Where does the word "before" occur in the entries below? Copy every line that has it.

Collected data entries:
▼

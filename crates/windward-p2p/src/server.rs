//! Inbound P2P server.
//!
//! axum router for the full P2P surface. Every mutating request is
//! verified before it touches state: the signature must recover to a
//! registered, active sender; the enclosed nonce and expiry must be fresh
//! against the chain; and the content hash must not have been accepted
//! before.

use std::net::SocketAddr;
use std::sync::Arc;
use std::time::Instant;

use axum::extract::{Path, State};
use axum::http::{HeaderMap, StatusCode};
use axum::response::{IntoResponse, Response};
use axum::routing::{get, post};
use axum::{Json, Router};
use tower_http::cors::{Any, CorsLayer};
use tracing::{info, warn};

use windward_chain::ChainAdapter;
use windward_core::error::WindwardError;
use windward_core::types::{BetId, Digest, SettlementProposal, Signature, Timestamp};
use windward_crypto::typed_data::{hash_commitment, hash_settlement_proposal, trades_request_digest};
use windward_crypto::{recover_address, KeyPair, TypedDomain};
use windward_resilience::MetricsCollector;
use windward_settlement::{SettlementCoordinator, TradeStore};

use crate::auth::{require_fresh_nonce, require_registered, trades_upload_digest, ReplayCache};
use crate::messages::{
    AcceptResponse, CommitmentSignRequest, CommitmentSignResponse, ErrorBody, HealthResponse,
    IndexedTrade, InfoResponse, ProposeResponse, TradeAcceptance, TradeProposition,
    TradesListResponse, TradesUpload, TradesUploadResponse,
};

#[derive(Debug, Clone)]
pub struct P2pServerConfig {
    /// Public URL peers reach us at; reported by GET /p2p/info.
    pub public_endpoint: String,
    pub version: String,
    /// Accepted clock skew for header-authenticated requests.
    pub freshness_window_secs: i64,
}

impl Default for P2pServerConfig {
    fn default() -> Self {
        Self {
            public_endpoint: "http://127.0.0.1:9044".into(),
            version: env!("CARGO_PKG_VERSION").to_string(),
            freshness_window_secs: 300,
        }
    }
}

/// Shared state behind every handler.
pub struct ServerContext {
    pub config: P2pServerConfig,
    pub keypair: Arc<KeyPair>,
    pub chain: Arc<dyn ChainAdapter>,
    pub coordinator: Arc<SettlementCoordinator>,
    pub trades: Arc<TradeStore>,
    pub p2p_domain: TypedDomain,
    pub contract_domain: TypedDomain,
    pub replay: ReplayCache,
    pub metrics: Arc<MetricsCollector>,
    pub started_at: Instant,
}

type Ctx = Arc<ServerContext>;

/// Bind and serve. Returns the bound address (useful with port 0) and the
/// serving task handle.
pub async fn start(ctx: Ctx, addr: SocketAddr) -> anyhow::Result<(SocketAddr, tokio::task::JoinHandle<()>)> {
    let cors = CorsLayer::new()
        .allow_methods(Any)
        .allow_origin(Any)
        .allow_headers(Any);

    let app = Router::new()
        .route("/p2p/health", get(health))
        .route("/p2p/info", get(server_info))
        .route("/p2p/propose", post(propose))
        .route("/p2p/accept", post(accept))
        .route("/p2p/commitment/sign", post(commitment_sign))
        .route("/p2p/trades", post(trades_upload))
        .route("/p2p/trades/:bet_id", get(trades_get))
        .route("/p2p/propose-settlement", post(propose_settlement))
        .route("/p2p/settlement/:bet_id", get(settlement_status))
        .layer(cors)
        .with_state(ctx);

    let listener = tokio::net::TcpListener::bind(addr).await?;
    let local_addr = listener.local_addr()?;
    let handle = tokio::spawn(async move {
        if let Err(e) = axum::serve(listener, app).await {
            warn!(error = %e, "p2p server exited");
        }
    });
    info!(%local_addr, "P2P server started");
    Ok((local_addr, handle))
}

// ── Error mapping ─────────────────────────────────────────────────────────────

struct ApiError(WindwardError);

impl From<WindwardError> for ApiError {
    fn from(e: WindwardError) -> Self {
        Self(e)
    }
}

impl IntoResponse for ApiError {
    fn into_response(self) -> Response {
        let status = match &self.0 {
            WindwardError::SignatureRejected
            | WindwardError::MalformedSignature(_)
            | WindwardError::UnknownSender(_) => StatusCode::UNAUTHORIZED,
            WindwardError::Replay(_)
            | WindwardError::Expired { .. }
            | WindwardError::NonceMismatch { .. }
            | WindwardError::BetNotActive(_)
            | WindwardError::DeadlineNotPassed { .. }
            | WindwardError::HashMismatch(_)
            | WindwardError::InvalidPortfolio(_)
            | WindwardError::RateLimited(_) => StatusCode::BAD_REQUEST,
            WindwardError::MissingTrades(_) | WindwardError::TaskNotFound(_) => {
                StatusCode::NOT_FOUND
            }
            _ => StatusCode::INTERNAL_SERVER_ERROR,
        };
        let body = ErrorBody {
            error: true,
            message: self.0.to_string(),
            code: Some(status.as_u16()),
        };
        (status, Json(body)).into_response()
    }
}

fn unix_now() -> Timestamp {
    std::time::SystemTime::now()
        .duration_since(std::time::UNIX_EPOCH)
        .map(|d| d.as_secs() as i64)
        .unwrap_or(0)
}

// ── Handlers ──────────────────────────────────────────────────────────────────

async fn health(State(ctx): State<Ctx>) -> Json<HealthResponse> {
    Json(HealthResponse {
        status: "healthy".into(),
        timestamp: unix_now(),
        uptime: ctx.started_at.elapsed().as_secs(),
    })
}

async fn server_info(State(ctx): State<Ctx>) -> Json<InfoResponse> {
    Json(InfoResponse {
        address: ctx.keypair.address,
        endpoint: ctx.config.public_endpoint.clone(),
        pubkey_hash: ctx.keypair.pubkey_hash(),
        version: ctx.config.version.clone(),
        uptime: ctx.started_at.elapsed().as_secs(),
    })
}

async fn propose(
    State(ctx): State<Ctx>,
    Json(proposition): Json<TradeProposition>,
) -> Result<Json<ProposeResponse>, ApiError> {
    let now = unix_now();
    if now > proposition.expiry {
        return Err(WindwardError::Expired { expiry: proposition.expiry, now }.into());
    }

    let digest = proposition.digest(&ctx.p2p_domain);
    let recovered = recover_address(&digest, &proposition.signature)?;
    if recovered != proposition.proposer {
        return Err(WindwardError::SignatureRejected.into());
    }
    require_registered(ctx.chain.as_ref(), proposition.proposer).await?;
    require_fresh_nonce(ctx.chain.as_ref(), proposition.proposer, proposition.nonce).await?;
    ctx.replay.check_and_insert(digest)?;

    // The compressed payload must hash to the claimed root.
    let trades = windward_hash::decode(&proposition.payload)?;
    let root = windward_hash::root(&proposition.snapshot_id, &trades);
    if root != proposition.trades_root {
        return Err(WindwardError::HashMismatch(format!(
            "payload root {root} != claimed {}",
            proposition.trades_root
        ))
        .into());
    }

    ctx.metrics.record_p2p_request(true);
    info!(proposer = %proposition.proposer, trades = trades.len(), "trade proposition received");
    Ok(Json(ProposeResponse { received: true, proposal_hash: digest, message: None }))
}

async fn accept(
    State(ctx): State<Ctx>,
    Json(acceptance): Json<TradeAcceptance>,
) -> Result<Json<AcceptResponse>, ApiError> {
    let now = unix_now();
    if now > acceptance.expiry {
        return Err(WindwardError::Expired { expiry: acceptance.expiry, now }.into());
    }

    let digest = acceptance.digest(&ctx.p2p_domain);
    let recovered = recover_address(&digest, &acceptance.signature)?;
    // Acceptances come from the counterparty of the original proposition.
    if recovered != acceptance.counterparty {
        return Err(WindwardError::SignatureRejected.into());
    }
    require_registered(ctx.chain.as_ref(), acceptance.counterparty).await?;
    require_fresh_nonce(ctx.chain.as_ref(), acceptance.counterparty, acceptance.nonce).await?;
    ctx.replay.check_and_insert(digest)?;

    ctx.metrics.record_p2p_request(true);
    info!(acceptor = %acceptance.counterparty, "trade acceptance received");
    Ok(Json(AcceptResponse { received: true, acceptance_hash: digest, message: None }))
}

async fn commitment_sign(
    State(ctx): State<Ctx>,
    Json(request): Json<CommitmentSignRequest>,
) -> Result<Json<CommitmentSignResponse>, ApiError> {
    let now = unix_now();
    let commitment = &request.commitment;
    if now > request.expiry || now > commitment.signature_expiry {
        return Err(WindwardError::Expired {
            expiry: request.expiry.min(commitment.signature_expiry),
            now,
        }
        .into());
    }

    // The requester signs the commitment under the contract-verifying
    // domain; their signature must recover to the commitment's creator.
    let digest = hash_commitment(&ctx.contract_domain, commitment);
    let recovered = recover_address(&digest, &request.requester_signature)?;
    if recovered != commitment.creator {
        return Err(WindwardError::SignatureRejected.into());
    }
    require_registered(ctx.chain.as_ref(), commitment.creator).await?;
    require_fresh_nonce(ctx.chain.as_ref(), commitment.creator, commitment.nonce).await?;
    ctx.replay.check_and_insert(digest)?;

    // Countersigning commits our collateral; refuse politely when the
    // commitment is not ours to fill or we cannot cover it.
    if commitment.filler != ctx.keypair.address {
        return Ok(Json(CommitmentSignResponse {
            accepted: false,
            signature: None,
            reason: Some("commitment names a different filler".into()),
        }));
    }
    let vault = ctx.chain.get_vault_balance(ctx.keypair.address).await.map_err(WindwardError::from)?;
    if vault.available < commitment.filler_amount {
        return Ok(Json(CommitmentSignResponse {
            accepted: false,
            signature: None,
            reason: Some("insufficient vault balance for filler stake".into()),
        }));
    }

    let signature = ctx
        .chain
        .sign_bilateral_commitment(commitment)
        .map_err(WindwardError::from)?;
    info!(creator = %commitment.creator, "commitment countersigned");
    Ok(Json(CommitmentSignResponse { accepted: true, signature: Some(signature), reason: None }))
}

async fn trades_upload(
    State(ctx): State<Ctx>,
    Json(upload): Json<TradesUpload>,
) -> Result<Json<TradesUploadResponse>, ApiError> {
    let trades = windward_hash::decode(&upload.payload)?;
    let root = windward_hash::root(&upload.snapshot_id, &trades);
    let digest = trades_upload_digest(upload.bet_id, &root, &upload.snapshot_id);
    let recovered = recover_address(&digest, &upload.signature)?;
    if recovered != upload.signer {
        return Err(WindwardError::SignatureRejected.into());
    }
    require_registered(ctx.chain.as_ref(), upload.signer).await?;

    // Only a party of the bet may replicate its portfolio, and only to the
    // other party.
    let bet = ctx.chain.get_bet(upload.bet_id).await.map_err(WindwardError::from)?;
    if !bet.is_party(&upload.signer) || !bet.is_party(&ctx.keypair.address) {
        return Err(WindwardError::UnknownSender(upload.signer.to_hex()).into());
    }
    if bet.trades_root != root {
        return Err(WindwardError::HashMismatch(format!(
            "payload root {root} != on-chain {}",
            bet.trades_root
        ))
        .into());
    }
    ctx.replay.check_and_insert(digest)?;

    ctx.trades.save(upload.bet_id, &upload.snapshot_id, &trades)?;
    info!(bet_id = %upload.bet_id, trades = trades.len(), "trade list replicated");
    Ok(Json(TradesUploadResponse { received: true, bet_id: upload.bet_id }))
}

async fn trades_get(
    State(ctx): State<Ctx>,
    Path(bet_id): Path<u64>,
    headers: HeaderMap,
) -> Result<Json<TradesListResponse>, ApiError> {
    let bet_id = BetId(bet_id);
    let signature = header(&headers, "X-Signature")?;
    let requestor = header(&headers, "X-Requestor")?;
    let timestamp = header(&headers, "X-Timestamp")?;

    let timestamp: Timestamp = timestamp
        .parse()
        .map_err(|_| WindwardError::MalformedSignature("X-Timestamp".into()))?;
    let now = unix_now();
    if (now - timestamp).abs() > ctx.config.freshness_window_secs {
        return Err(WindwardError::Expired { expiry: timestamp, now }.into());
    }

    let requestor = windward_core::types::Address::from_hex(&requestor)
        .map_err(|e| WindwardError::MalformedSignature(format!("X-Requestor: {e}")))?;
    let signature = Signature::from_hex(&signature)
        .map_err(|e| WindwardError::MalformedSignature(format!("X-Signature: {e}")))?;

    let digest = trades_request_digest(bet_id, timestamp);
    if recover_address(&digest, &signature)? != requestor {
        return Err(WindwardError::SignatureRejected.into());
    }

    // Portfolios are bilateral secrets: only the bet's parties may read.
    let bet = ctx.chain.get_bet(bet_id).await.map_err(WindwardError::from)?;
    if !bet.is_party(&requestor) {
        return Err(WindwardError::UnknownSender(requestor.to_hex()).into());
    }

    let stored = ctx
        .trades
        .load(bet_id)
        .ok_or(WindwardError::MissingTrades(bet_id.0))?;
    let trades = stored
        .trades
        .into_iter()
        .enumerate()
        .map(|(i, t)| IndexedTrade {
            index: i as u32,
            ticker: t.ticker,
            method: t.method,
            entry_price: t.entry_price,
        })
        .collect();
    Ok(Json(TradesListResponse { bet_id, snapshot_id: stored.snapshot_id, trades }))
}

async fn propose_settlement(
    State(ctx): State<Ctx>,
    Json(proposal): Json<SettlementProposal>,
) -> Result<Json<windward_core::types::SettlementReply>, ApiError> {
    let digest: Digest = hash_settlement_proposal(&ctx.p2p_domain, &proposal);
    ctx.replay.check_and_insert(digest)?;
    let reply = ctx.coordinator.handle_incoming(proposal).await?;
    Ok(Json(reply))
}

async fn settlement_status(
    State(ctx): State<Ctx>,
    Path(bet_id): Path<u64>,
) -> Json<windward_settlement::SettlementReadiness> {
    Json(ctx.coordinator.readiness(BetId(bet_id)))
}

fn header(headers: &HeaderMap, name: &str) -> Result<String, WindwardError> {
    headers
        .get(name)
        .and_then(|v| v.to_str().ok())
        .map(|s| s.to_string())
        .ok_or_else(|| WindwardError::MalformedSignature(format!("missing header {name}")))
}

▲

Exercise solution:
//! verified before it touches state: the signature must recover to a
//! before.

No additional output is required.